Doyle lied about his age to join the British army on St Stephen’s Day, 1909, when he was barely 15. His father Larry is said to have sold a cow to buy him out but Martin re-enlisted.

Doyle was a company sergeant-major in the Royal Munster Fusiliers when his bravery earned him the Military Medal on March 24, 1918.

He successful­ly led a bayonet charge on a German machine-gun post in a derelict barn in no-man’s-land.

The official announceme­nt concluded: ‘ Throughout the whole of these operations, Doyle set the very highest example to all ranks by his courage and total disregard of danger.’

When the awarding of his VC was confirmed, he wrote to his parents: ‘I am all in a whirl of joy.’

Doyle was welcomed home to New Ross in March 1919 by a large crowd.
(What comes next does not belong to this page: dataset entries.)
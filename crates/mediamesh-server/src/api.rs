//! Operator HTTP API: peers, networking, keys

use std::sync::Arc;

use axum::{
    extract::{Path, State},
    http::StatusCode,
    routing::{delete, get, patch, post, put},
    Json, Router,
};
use chrono::{DateTime, Utc};
use mediamesh::gossip::ResolveOutcome;
use mediamesh::identity::InstanceIdentity;
use mediamesh::keys::ApiKeyInfo;
use mediamesh::mesh::PeerLibrary;
use mediamesh::networking::{NetworkStatus, UpnpStatus};
use mediamesh::peers::Upserted;
use mediamesh::replication::ReplicationSummary;
use mediamesh::{ConnectInput, Peer, PeerPreferences, PullOptions, PullOutcome};
use serde::{Deserialize, Deserializer, Serialize};
use tracing::info;
use uuid::Uuid;

use crate::error::ApiResult;
use crate::AppState;

/// Create the operator router
pub fn router(state: Arc<AppState>) -> Router {
    Router::new()
        .route("/health", get(health))
        .route("/instance", get(get_instance).put(rename_instance))
        .route("/peers", get(list_peers).post(add_peer))
        .route("/peers/connect", post(connect_peer))
        .route("/peers/{id}", patch(update_peer).delete(delete_peer))
        .route("/peers/{id}/resolve", post(resolve_peer))
        .route("/peers/{id}/pull/{item_id}", post(pull_item))
        .route("/peers/{id}/replicate", post(replicate_peer))
        .route("/peers/{id}/library", get(peer_library))
        .route("/networking", get(networking_status))
        .route("/networking/external-url", put(set_external_url))
        .route("/networking/upnp-retry", post(retry_upnp))
        .route("/keys", get(list_keys).post(create_key))
        .route("/keys/{id}", delete(revoke_key))
        .with_state(state)
}

/// Health check endpoint
async fn health() -> &'static str {
    "ok"
}

// =============================================================================
// Instance
// =============================================================================

async fn get_instance(State(state): State<Arc<AppState>>) -> Json<InstanceIdentity> {
    Json(state.mesh.identity().get())
}

#[derive(Debug, Deserialize)]
struct RenameRequest {
    name: String,
}

async fn rename_instance(
    State(state): State<Arc<AppState>>,
    Json(req): Json<RenameRequest>,
) -> ApiResult<Json<InstanceIdentity>> {
    state.mesh.identity().rename(&req.name)?;
    Ok(Json(state.mesh.identity().get()))
}

// =============================================================================
// Peers
// =============================================================================

#[derive(Debug, Deserialize)]
#[serde(rename_all = "camelCase")]
struct ConnectRequest {
    connection_string: String,
}

/// Request body for manual peer entry
#[derive(Debug, Deserialize)]
struct AddPeerRequest {
    #[serde(default)]
    name: String,
    url: String,
    #[serde(alias = "apiKey")]
    api_key: String,
}

fn saved(upserted: Upserted) -> (StatusCode, Json<Peer>) {
    let status = if upserted.created {
        StatusCode::CREATED
    } else {
        StatusCode::OK
    };
    (status, Json(upserted.peer))
}

async fn list_peers(State(state): State<Arc<AppState>>) -> ApiResult<Json<Vec<Peer>>> {
    Ok(Json(state.mesh.peers().list()?))
}

async fn connect_peer(
    State(state): State<Arc<AppState>>,
    Json(req): Json<ConnectRequest>,
) -> ApiResult<(StatusCode, Json<Peer>)> {
    let upserted = state
        .mesh
        .connect_peer(ConnectInput::Token(req.connection_string))
        .await?;
    Ok(saved(upserted))
}

async fn add_peer(
    State(state): State<Arc<AppState>>,
    Json(req): Json<AddPeerRequest>,
) -> ApiResult<(StatusCode, Json<Peer>)> {
    let upserted = state
        .mesh
        .connect_peer(ConnectInput::Manual {
            name: req.name,
            url: req.url,
            key: req.api_key,
        })
        .await?;
    Ok(saved(upserted))
}

/// Request body for peer updates.
///
/// `sync_library_id: null` clears the library; leaving the field out keeps it.
#[derive(Debug, Deserialize)]
struct UpdatePeerRequest {
    #[serde(default, alias = "autoReplicate")]
    auto_replicate: Option<bool>,
    #[serde(default, alias = "syncLibraryId", deserialize_with = "present")]
    sync_library_id: Option<Option<String>>,
}

/// Distinguish an explicit `null` from a missing field
fn present<'de, D, T>(deserializer: D) -> Result<Option<Option<T>>, D::Error>
where
    D: Deserializer<'de>,
    T: Deserialize<'de>,
{
    Option::<T>::deserialize(deserializer).map(Some)
}

async fn update_peer(
    State(state): State<Arc<AppState>>,
    Path(id): Path<Uuid>,
    Json(req): Json<UpdatePeerRequest>,
) -> ApiResult<Json<Peer>> {
    let prefs = PeerPreferences {
        auto_replicate: req.auto_replicate,
        sync_library_id: req
            .sync_library_id
            .map(|lib| lib.map(|l| l.trim().to_string()).filter(|l| !l.is_empty())),
    };
    Ok(Json(state.mesh.update_peer(id, &prefs)?))
}

async fn delete_peer(State(state): State<Arc<AppState>>, Path(id): Path<Uuid>) -> ApiResult<StatusCode> {
    state.mesh.delete_peer(id)?;
    Ok(StatusCode::NO_CONTENT)
}

async fn resolve_peer(
    State(state): State<Arc<AppState>>,
    Path(id): Path<Uuid>,
) -> ApiResult<Json<ResolveOutcome>> {
    Ok(Json(state.mesh.resolver().resolve(id).await?))
}

#[derive(Debug, Default, Deserialize)]
#[serde(rename_all = "camelCase")]
struct PullRequest {
    #[serde(default)]
    auto_move: bool,
    library_id: Option<String>,
    title: Option<String>,
}

async fn pull_item(
    State(state): State<Arc<AppState>>,
    Path((id, item_id)): Path<(Uuid, String)>,
    body: Option<Json<PullRequest>>,
) -> ApiResult<Json<PullOutcome>> {
    let req = body.map(|Json(req)| req).unwrap_or_default();
    let outcome = state
        .mesh
        .pulls()
        .pull(
            id,
            &item_id,
            PullOptions {
                auto_move: req.auto_move,
                library_id: req.library_id,
                title: req.title,
            },
        )
        .await?;
    Ok(Json(outcome))
}

#[derive(Debug, Default, Deserialize)]
#[serde(rename_all = "camelCase")]
struct ReplicateRequest {
    library_id: Option<String>,
}

async fn replicate_peer(
    State(state): State<Arc<AppState>>,
    Path(id): Path<Uuid>,
    body: Option<Json<ReplicateRequest>>,
) -> ApiResult<Json<ReplicationSummary>> {
    let req = body.map(|Json(req)| req).unwrap_or_default();
    let summary = state.mesh.scheduler().replicate_now(id, req.library_id).await?;
    info!(peer = %id, queued = summary.queued, total = summary.total, "Manual replication finished");
    Ok(Json(summary))
}

async fn peer_library(
    State(state): State<Arc<AppState>>,
    Path(id): Path<Uuid>,
) -> ApiResult<Json<PeerLibrary>> {
    Ok(Json(state.mesh.peer_library(id).await?))
}

// =============================================================================
// Networking
// =============================================================================

async fn networking_status(State(state): State<Arc<AppState>>) -> Json<NetworkStatus> {
    Json(state.mesh.networking().status())
}

#[derive(Debug, Deserialize)]
struct ExternalUrlRequest {
    #[serde(default)]
    url: Option<String>,
}

#[derive(Debug, Serialize)]
#[serde(rename_all = "camelCase")]
struct ExternalUrlResponse {
    external_url: Option<String>,
}

async fn set_external_url(
    State(state): State<Arc<AppState>>,
    Json(req): Json<ExternalUrlRequest>,
) -> ApiResult<Json<ExternalUrlResponse>> {
    let external_url = state.mesh.networking().set_external_url(req.url.as_deref())?;
    Ok(Json(ExternalUrlResponse { external_url }))
}

#[derive(Debug, Default, Deserialize)]
struct UpnpRetryRequest {
    port: Option<i64>,
}

#[derive(Debug, Serialize)]
#[serde(rename_all = "camelCase")]
struct UpnpRetryResponse {
    external_url: Option<String>,
    upnp: UpnpStatus,
}

async fn retry_upnp(
    State(state): State<Arc<AppState>>,
    body: Option<Json<UpnpRetryRequest>>,
) -> ApiResult<Json<UpnpRetryResponse>> {
    let req = body.map(|Json(req)| req).unwrap_or_default();
    let status = state.mesh.networking().retry_upnp(req.port).await?;
    Ok(Json(UpnpRetryResponse {
        external_url: status.external_url,
        upnp: status.upnp,
    }))
}

// =============================================================================
// API keys
// =============================================================================

#[derive(Debug, Deserialize)]
struct CreateKeyRequest {
    label: String,
}

/// A new key; the only response that ever contains the secret
#[derive(Debug, Serialize)]
#[serde(rename_all = "camelCase")]
struct CreatedKey {
    id: Uuid,
    label: String,
    created_at: DateTime<Utc>,
    key: String,
    #[serde(skip_serializing_if = "Option::is_none")]
    connection_string: Option<String>,
}

async fn list_keys(State(state): State<Arc<AppState>>) -> ApiResult<Json<Vec<ApiKeyInfo>>> {
    Ok(Json(state.mesh.keys().list()?))
}

async fn create_key(
    State(state): State<Arc<AppState>>,
    Json(req): Json<CreateKeyRequest>,
) -> ApiResult<(StatusCode, Json<CreatedKey>)> {
    let issued = state.mesh.issue_key(&req.label)?;
    let info = issued.key.info;
    Ok((
        StatusCode::CREATED,
        Json(CreatedKey {
            id: info.id,
            label: info.label,
            created_at: info.created_at,
            key: issued.key.secret,
            connection_string: issued.connection_string,
        }),
    ))
}

async fn revoke_key(State(state): State<Arc<AppState>>, Path(id): Path<Uuid>) -> ApiResult<StatusCode> {
    state.mesh.keys().revoke(id)?;
    Ok(StatusCode::NO_CONTENT)
}
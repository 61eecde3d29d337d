//! Federation HTTP API, called by peer instances
//!
//! Every route requires an `X-Api-Key` header holding a key issued by this
//! instance. Keys are checked against the registry on each request, so a
//! revoked key stops working immediately.

use std::sync::Arc;

use axum::{
    body::Body,
    extract::{Path, Request, State},
    http::{header, HeaderValue, StatusCode},
    middleware::{self, Next},
    response::{IntoResponse, Response},
    routing::{get, post},
    Extension, Json, Router,
};
use mediamesh::client::{Announce, LocateRequest, LocateResponse, RemoteInstance, RemoteLibrary};
use mediamesh::{Error, API_KEY_HEADER};
use tokio_util::io::ReaderStream;
use tracing::{debug, info, warn};
use uuid::Uuid;

use crate::error::{ApiError, ApiResult};
use crate::AppState;

/// Create the federation router
pub fn router(state: Arc<AppState>) -> Router {
    Router::new()
        .route("/federation/info", get(info))
        .route("/federation/announce", post(announce))
        .route("/federation/resolve", post(resolve))
        .route("/federation/library", get(library))
        .route("/federation/items/{item_id}/stream", get(stream_item))
        .route_layer(middleware::from_fn_with_state(state.clone(), require_api_key))
        .with_state(state)
}

/// Id of the key that authenticated the request
#[derive(Debug, Clone, Copy)]
pub struct AuthenticatedKey(pub Uuid);

/// Reject requests without a valid API key
async fn require_api_key(
    State(state): State<Arc<AppState>>,
    mut request: Request,
    next: Next,
) -> Result<Response, ApiError> {
    let key = request
        .headers()
        .get(API_KEY_HEADER)
        .and_then(|v| v.to_str().ok())
        .ok_or_else(|| Error::auth(format!("missing {API_KEY_HEADER} header")))?;

    match state.mesh.keys().validate(key) {
        Ok(key_id) => {
            debug!(key = %key_id, path = %request.uri().path(), "Federation request authenticated");
            request.extensions_mut().insert(AuthenticatedKey(key_id));
            Ok(next.run(request).await)
        }
        Err(e) => {
            warn!(path = %request.uri().path(), "Federation request rejected: invalid API key");
            Err(e.into())
        }
    }
}

async fn info(State(state): State<Arc<AppState>>) -> Json<RemoteInstance> {
    let identity = state.mesh.identity().get();
    Json(RemoteInstance {
        instance_id: identity.id,
        instance_name: identity.name,
    })
}

async fn announce(
    State(state): State<Arc<AppState>>,
    Extension(AuthenticatedKey(key_id)): Extension<AuthenticatedKey>,
    Json(announce): Json<Announce>,
) -> ApiResult<StatusCode> {
    let applied = state.mesh.receive_announce(key_id, &announce)?;
    debug!(instance = %announce.instance_id, applied, "Announce received");
    Ok(StatusCode::NO_CONTENT)
}

async fn resolve(
    State(state): State<Arc<AppState>>,
    Json(req): Json<LocateRequest>,
) -> ApiResult<Json<LocateResponse>> {
    Ok(Json(state.mesh.resolver().answer(req.instance_id)?))
}

async fn library(State(state): State<Arc<AppState>>) -> ApiResult<Json<RemoteLibrary>> {
    let items = state.catalog.list_items().await?;
    Ok(Json(RemoteLibrary {
        instance_name: state.mesh.identity().name(),
        items,
    }))
}

async fn stream_item(State(state): State<Arc<AppState>>, Path(item_id): Path<String>) -> ApiResult<Response> {
    let source = state
        .catalog
        .open_item(&item_id)
        .await?
        .ok_or_else(|| Error::not_found(format!("item {item_id}")))?;

    let file = tokio::fs::File::open(&source.path)
        .await
        .map_err(|e| Error::storage(format!("failed to open {}: {e}", source.path.display())))?;
    info!(item = %item_id, bytes = source.size_bytes, "Streaming item to peer");

    let disposition = HeaderValue::from_str(&format!(
        "attachment; filename=\"{}\"",
        source.file_name.replace(['"', '\\'], "_")
    ))
    .unwrap_or_else(|_| HeaderValue::from_static("attachment"));

    Ok((
        [
            (header::CONTENT_TYPE, HeaderValue::from_static("application/octet-stream")),
            (header::CONTENT_LENGTH, HeaderValue::from(source.size_bytes)),
            (header::CONTENT_DISPOSITION, disposition),
        ],
        Body::from_stream(ReaderStream::new(file)),
    )
        .into_response())
}
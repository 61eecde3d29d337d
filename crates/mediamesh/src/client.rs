//! Outbound federation calls
//!
//! Everything this instance asks of a peer goes through [`FederationClient`].
//! The production implementation speaks HTTP via `reqwest`; tests substitute
//! an in-process fake.

use std::time::Duration;

use async_trait::async_trait;
use chrono::{DateTime, Utc};
use reqwest::StatusCode;
use serde::de::DeserializeOwned;
use serde::{Deserialize, Serialize};
use tracing::debug;
use url::Url;
use uuid::Uuid;

use crate::error::{Error, Result};
use crate::media::CatalogItem;

/// Header carrying the API key on every federation request
pub const API_KEY_HEADER: &str = "X-Api-Key";

/// What a peer says about itself
#[derive(Debug, Clone, PartialEq, Eq, Serialize, Deserialize)]
#[serde(rename_all = "camelCase")]
pub struct RemoteInstance {
    /// Permanent instance id
    pub instance_id: Uuid,
    /// Display name
    pub instance_name: String,
}

/// Address push sent to every peer when our address changes
#[derive(Debug, Clone, PartialEq, Eq, Serialize, Deserialize)]
#[serde(rename_all = "camelCase")]
pub struct Announce {
    /// Sender's instance id
    pub instance_id: Uuid,
    /// Sender's display name
    pub instance_name: String,
    /// Sender's current external URL
    pub url: String,
}

/// Gossip query
#[derive(Debug, Clone, PartialEq, Eq, Serialize, Deserialize)]
#[serde(rename_all = "camelCase")]
pub struct LocateRequest {
    /// Instance whose address is wanted
    pub instance_id: Uuid,
}

/// An address some node confirmed at a point in time
#[derive(Debug, Clone, PartialEq, Eq, Serialize, Deserialize)]
#[serde(rename_all = "camelCase")]
pub struct SeenAddress {
    /// Base URL
    pub url: String,
    /// When the answering node last confirmed it
    pub last_seen: DateTime<Utc>,
}

/// Gossip answer
#[derive(Debug, Clone, PartialEq, Eq, Serialize, Deserialize)]
#[serde(untagged)]
pub enum LocateResponse {
    /// The answering node knows an address
    Known(SeenAddress),
    /// The answering node has never heard of the instance
    Unknown {
        /// Always `true`
        unknown: bool,
    },
}

impl LocateResponse {
    /// The "unknown" answer
    pub fn unknown() -> Self {
        Self::Unknown { unknown: true }
    }

    /// The address, if known
    pub fn into_known(self) -> Option<SeenAddress> {
        match self {
            Self::Known(seen) => Some(seen),
            Self::Unknown { .. } => None,
        }
    }
}

/// A peer's catalog listing
#[derive(Debug, Clone, PartialEq, Eq, Serialize, Deserialize)]
#[serde(rename_all = "camelCase")]
pub struct RemoteLibrary {
    /// Peer's display name
    pub instance_name: String,
    /// Items the peer offers
    pub items: Vec<CatalogItem>,
}

/// Calls this instance makes to peers' federation endpoints
#[async_trait]
pub trait FederationClient: Send + Sync + 'static {
    /// `GET /federation/info`: confirms the key is accepted and returns the peer's identity
    async fn info(&self, base_url: &str, api_key: &str, timeout: Duration) -> Result<RemoteInstance>;

    /// `POST /federation/announce`
    async fn announce(
        &self,
        base_url: &str,
        api_key: &str,
        announce: &Announce,
        timeout: Duration,
    ) -> Result<()>;

    /// `POST /federation/resolve`: asks the peer where `instance_id` lives
    async fn locate(
        &self,
        base_url: &str,
        api_key: &str,
        instance_id: Uuid,
        timeout: Duration,
    ) -> Result<Option<SeenAddress>>;

    /// `GET /federation/library`
    async fn library(&self, base_url: &str, api_key: &str, timeout: Duration) -> Result<RemoteLibrary>;
}

/// URL that streams one catalog item's bytes from a peer
pub fn item_stream_url(base_url: &str, item_id: &str) -> Result<String> {
    let mut url = Url::parse(base_url)
        .map_err(|e| Error::validation(format!("invalid peer URL {base_url:?}: {e}")))?;
    url.path_segments_mut()
        .map_err(|()| Error::validation(format!("peer URL {base_url:?} cannot have a path")))?
        .pop_if_empty()
        .extend(["federation", "items", item_id, "stream"]);
    Ok(url.into())
}

/// [`FederationClient`] over HTTP
#[derive(Debug, Clone, Default)]
pub struct HttpFederationClient {
    client: reqwest::Client,
}

impl HttpFederationClient {
    /// Create a client
    pub fn new() -> Self {
        Self {
            client: reqwest::Client::new(),
        }
    }

    fn endpoint(base_url: &str, path: &str) -> String {
        format!("{}/federation/{path}", base_url.trim_end_matches('/'))
    }

    async fn send<T: DeserializeOwned>(&self, request: reqwest::RequestBuilder, what: &str) -> Result<T> {
        let response = self.check(request, what).await?;
        response
            .json()
            .await
            .map_err(|e| Error::unreachable(format!("{what}: invalid response from peer: {e}")))
    }

    async fn check(&self, request: reqwest::RequestBuilder, what: &str) -> Result<reqwest::Response> {
        let response = request.send().await.map_err(|e| {
            if e.is_timeout() {
                Error::unreachable(format!("{what}: timed out"))
            } else {
                Error::unreachable(format!("{what}: {e}"))
            }
        })?;

        let status = response.status();
        debug!(what, status = %status, "Federation call completed");
        match status {
            s if s.is_success() => Ok(response),
            StatusCode::UNAUTHORIZED | StatusCode::FORBIDDEN => {
                Err(Error::auth(format!("{what}: peer rejected the API key")))
            }
            // Every federation route exists on a live peer, so a 404 means
            // something else now answers at this address
            StatusCode::NOT_FOUND => Err(Error::unreachable(format!(
                "{what}: no federation endpoint at this address"
            ))),
            s => {
                let text = response.text().await.unwrap_or_default();
                Err(Error::unreachable(format!("{what}: peer returned {s}: {text}")))
            }
        }
    }
}

#[async_trait]
impl FederationClient for HttpFederationClient {
    async fn info(&self, base_url: &str, api_key: &str, timeout: Duration) -> Result<RemoteInstance> {
        let request = self
            .client
            .get(Self::endpoint(base_url, "info"))
            .header(API_KEY_HEADER, api_key)
            .timeout(timeout);
        self.send(request, "info").await
    }

    async fn announce(
        &self,
        base_url: &str,
        api_key: &str,
        announce: &Announce,
        timeout: Duration,
    ) -> Result<()> {
        let request = self
            .client
            .post(Self::endpoint(base_url, "announce"))
            .header(API_KEY_HEADER, api_key)
            .json(announce)
            .timeout(timeout);
        self.check(request, "announce").await.map(|_| ())
    }

    async fn locate(
        &self,
        base_url: &str,
        api_key: &str,
        instance_id: Uuid,
        timeout: Duration,
    ) -> Result<Option<SeenAddress>> {
        let request = self
            .client
            .post(Self::endpoint(base_url, "resolve"))
            .header(API_KEY_HEADER, api_key)
            .json(&LocateRequest { instance_id })
            .timeout(timeout);
        let response: LocateResponse = self.send(request, "resolve").await?;
        Ok(response.into_known())
    }

    async fn library(&self, base_url: &str, api_key: &str, timeout: Duration) -> Result<RemoteLibrary> {
        let request = self
            .client
            .get(Self::endpoint(base_url, "library"))
            .header(API_KEY_HEADER, api_key)
            .timeout(timeout);
        self.send(request, "library").await
    }
}

#[cfg(test)]
pub(crate) mod fake {
    //! In-process stand-in for remote instances, keyed by base URL.

    use std::collections::HashMap;

    use parking_lot::Mutex;

    use super::*;

    /// How a fake peer behaves
    #[derive(Debug, Clone)]
    pub(crate) struct FakePeer {
        pub identity: RemoteInstance,
        pub accepted_key: String,
        pub known: HashMap<Uuid, SeenAddress>,
        pub items: Vec<CatalogItem>,
        pub delay: Option<Duration>,
    }

    impl FakePeer {
        pub(crate) fn new(name: &str, key: &str) -> Self {
            Self {
                identity: RemoteInstance {
                    instance_id: Uuid::new_v4(),
                    instance_name: name.to_string(),
                },
                accepted_key: key.to_string(),
                known: HashMap::new(),
                items: Vec::new(),
                delay: None,
            }
        }
    }

    #[derive(Default)]
    pub(crate) struct FakeFederation {
        pub peers: Mutex<HashMap<String, FakePeer>>,
        pub announces: Mutex<Vec<(String, Announce)>>,
        pub library_calls: Mutex<Vec<String>>,
        /// Errors handed out by the next `library` calls, before any lookup
        pub library_failures: Mutex<Vec<Error>>,
    }

    impl FakeFederation {
        pub(crate) fn add(&self, url: &str, peer: FakePeer) {
            self.peers.lock().insert(url.to_string(), peer);
        }

        pub(crate) fn remove(&self, url: &str) {
            self.peers.lock().remove(url);
        }

        async fn reach(&self, url: &str, key: &str, timeout: Duration) -> Result<FakePeer> {
            let peer = self
                .peers
                .lock()
                .get(url)
                .cloned()
                .ok_or_else(|| Error::unreachable(format!("{url}: connection refused")))?;
            if let Some(delay) = peer.delay {
                if delay >= timeout {
                    tokio::time::sleep(timeout).await;
                    return Err(Error::unreachable(format!("{url}: timed out")));
                }
                tokio::time::sleep(delay).await;
            }
            if peer.accepted_key != key {
                return Err(Error::auth("peer rejected the API key"));
            }
            Ok(peer)
        }
    }

    #[async_trait]
    impl FederationClient for FakeFederation {
        async fn info(&self, base_url: &str, api_key: &str, timeout: Duration) -> Result<RemoteInstance> {
            Ok(self.reach(base_url, api_key, timeout).await?.identity)
        }

        async fn announce(
            &self,
            base_url: &str,
            api_key: &str,
            announce: &Announce,
            timeout: Duration,
        ) -> Result<()> {
            self.reach(base_url, api_key, timeout).await?;
            self.announces
                .lock()
                .push((base_url.to_string(), announce.clone()));
            Ok(())
        }

        async fn locate(
            &self,
            base_url: &str,
            api_key: &str,
            instance_id: Uuid,
            timeout: Duration,
        ) -> Result<Option<SeenAddress>> {
            let peer = self.reach(base_url, api_key, timeout).await?;
            Ok(peer.known.get(&instance_id).cloned())
        }

        async fn library(&self, base_url: &str, api_key: &str, timeout: Duration) -> Result<RemoteLibrary> {
            self.library_calls.lock().push(base_url.to_string());
            if let Some(error) = self.library_failures.lock().pop() {
                return Err(error);
            }
            let peer = self.reach(base_url, api_key, timeout).await?;
            Ok(RemoteLibrary {
                instance_name: peer.identity.instance_name,
                items: peer.items,
            })
        }
    }
}
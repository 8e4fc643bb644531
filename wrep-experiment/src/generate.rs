use rand::Rng;

use wrep_core::{WHEEL_SIZE, circular_distance};

/// Fixed bound of the per-item angular jitter, degrees to either side.
pub const LOCATION_JITTER: i16 = 5;

/// Draws `set_size` hue indices by rejection sampling: a uniform candidate
/// is kept only when it stays at least `min_color_dist` ring steps from
/// every index accepted so far. Acceptance order is preserved, so the first
/// index drawn belongs to the first item.
///
/// Termination needs free arc left after every acceptance, which
/// [`ExperimentConfig::validate`](crate::config::ExperimentConfig::validate)
/// guarantees before any trial is built.
pub fn draw_color_indices<R: Rng>(rng: &mut R, set_size: usize, min_color_dist: u16) -> Vec<u16> {
    let mut indices: Vec<u16> = Vec::with_capacity(set_size);
    while indices.len() < set_size {
        let candidate = rng.random_range(0..WHEEL_SIZE);
        if indices
            .iter()
            .all(|&accepted| circular_distance(accepted, candidate) >= min_color_dist)
        {
            indices.push(candidate);
        }
    }
    indices
}

/// Angular layout for `set_size` items: even spacing around the circle, one
/// shared base rotation drawn from `[0, spacing)`, then an independent
/// whole-degree jitter per item. Angles are returned unreduced and strictly
/// increasing per slot.
fn draw_angles<R: Rng>(rng: &mut R, set_size: usize) -> Vec<f64> {
    let spacing = 360.0 / set_size as f64;
    let rotation = rng.random_range(0.0..spacing);
    (0..set_size)
        .map(|slot| {
            let jitter = rng.random_range(-LOCATION_JITTER..=LOCATION_JITTER);
            slot as f64 * spacing + rotation + f64::from(jitter)
        })
        .collect()
}

/// Draws the jittered ring layout and projects it to Cartesian coordinates
/// at `radius` from fixation. Slot order is preserved: location `i` is the
/// jittered position of the i-th even slot.
pub fn draw_locations<R: Rng>(rng: &mut R, set_size: usize, radius: f32) -> Vec<(f32, f32)> {
    let r = f64::from(radius);
    draw_angles(rng, set_size)
        .into_iter()
        .map(|angle| {
            let radians = angle.to_radians();
            ((r * radians.cos()) as f32, (r * radians.sin()) as f32)
        })
        .collect()
}
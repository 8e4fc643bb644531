pub mod timer;

pub use timer::{HighPrecisionTimer, Timer};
This newspaper reported: ‘ The meeting between the young hero and his aged parents was very touching: going straight to his mother and father he embraced them. He was escorted to his home in Mary Street amidst a scene of great enthusiasm. As they approached the Royal Hotel a trumpeter standing on the steps sounded a stirring bugle call which evoked ringing cheers. There was a profusion of decoration­s in the town along with scrolls bearing words of welcome to the New Ross hero.’

Doyle went to Buckingham Palace to receive his VC from the king but left the army that July.

In 1920 he joined the IRA and became an intelligen­ce officer for the mid- Clare brigade in Ennis in the War of Independen­ce. During the Civil War he served with the Free State Army in Waterford, Kilkenny and south Tipperary and was wounded in the left arm in Limerick in early 1923.

He served in the Irish Army until 1937. His Army record described him as ‘an excellent NCO, a very good Vickers machine gun and rifle instructor, and someone who could not be replaced without serious inconvenie­nce to the service’. He spent a further year and a half in the Army Reserve. Having spent nine years and five months in the British army, two years in the Old IRA and 15 years and five months in the regular Irish Army, he hung up his uniform on January 25, 1939. Now married with three daughters, he had joined Guinness as a security guard but on November 20, 1940, he died of polio in Sir Patrick Dun’s Hospital, aged only 46.

Even though Doyle had fought against the British and spent most of his career in the Irish Army, at his death he chose to be buried in his British first World War uniform and his gravestone, erected by former comrades in Grangegorm­an military cemetery, Dublin, records only his British military rank and honours. Doyle is one of 24 Irish holders of the Victoria Cross profiled in Victoria Cross.